The statistics below are from Adam Hochschild’s To End All Wars: How the First World War Divided Britain. They put the losses in modern wars in some perspective.
On the first day of the Battle of the Somme in World War I the British Army had 21,000 men killed or fatally wounded, and 36,000 others received non fatal wounds.
50% of French men aged 20-32 in 1914 were killed in WW1.
35% of German men aged 19-22 in 1914 were killed in WW1.
Compare those numbers with a U.S. serviceman’s chance of death in battle, per Nicholas Hobbes’ Essential Militaria (2003):
• War of Independence: 2 percent (1 in 50)

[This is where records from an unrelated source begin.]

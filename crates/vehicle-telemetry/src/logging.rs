//! Logging setup for the `vtelem` binary.
//!
//! The library only emits `tracing` events; installing a subscriber is left
//! to the binary and to tests.

use tracing::Level;
use tracing_subscriber::{fmt, prelude::*, EnvFilter};

/// Verbosity level for logging output.
#[derive(Debug, Clone, Copy, PartialEq, Eq, Default)]
pub enum Verbosity {
    /// Suppress all output except errors.
    Quiet,
    /// Normal output level (info and above).
    #[default]
    Normal,
    /// Verbose output (debug and above).
    Verbose,
    /// Very verbose output (trace level).
    Trace,
}

impl Verbosity {
    /// Convert verbosity to tracing level filter.
    #[must_use]
    pub fn to_level_filter(&self) -> Level {
        match self {
            Self::Quiet => Level::ERROR,
            Self::Normal => Level::INFO,
            Self::Verbose => Level::DEBUG,
            Self::Trace => Level::TRACE,
        }
    }
}

/// Initialize the logging system.
///
/// Call once at startup. `RUST_LOG`, when set, replaces the filter derived
/// from `verbosity`. Logs go to stderr so JSON on stdout stays parseable.
///
/// # Examples
///
/// ```no_run
/// use vehicle_telemetry::{init_logging, logging::Verbosity};
///
/// init_logging(Verbosity::Verbose);
/// ```
pub fn init_logging(verbosity: Verbosity) {
    let env_filter = EnvFilter::try_from_default_env()
        .unwrap_or_else(|_| EnvFilter::new(default_filter(verbosity)));

    let subscriber = tracing_subscriber::registry().with(env_filter).with(
        fmt::layer()
            .with_writer(std::io::stderr)
            .with_target(false)
            .with_file(false)
            .with_line_number(false),
    );

    // Already installed in tests; ignore.
    let _ = subscriber.try_init();
}

/// Filter directive used when `RUST_LOG` is unset.
fn default_filter(verbosity: Verbosity) -> String {
    format!("vehicle_telemetry={}", verbosity.to_level_filter())
}

/// Initialize logging for tests; warnings and errors only.
#[cfg(test)]
pub fn init_test_logging() {
    let _ = tracing_subscriber::fmt()
        .with_env_filter("warn")
        .with_test_writer()
        .try_init();
}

• War of 1812: 0.8 percent (1 in 127)
• Indian Wars: 0.9 percent (1 in 106)
• Mexican War: 2.2 percent (1 in 45)
• Civil War: 6.7 percent (1 in 15)
• Spanish-American War: 0.1 percent (1 in 798)
• World War I: 1.1 percent (1 in 89)
• World War II: 1.8 percent (1 in 56)
• Korean War: 0.6 percent (1 in 171)
• Vietnam War: 0.5 percent (1 in 185)
• Persian Gulf War: 0.03 percent (1 in 3,162)
Britain was a very class ridden society in 1914. Selecting army officers on the basis of class proved to be a bad idea but one cannot accuse the British aristocracy of ‘not doing their bit’.
In WW1 the casualty rate for ordinary British soldiers was 12%. For those who were peers or the sons of peers it was 19%. Throughout the war it was always more dangerous to be an officer than a private or NCO.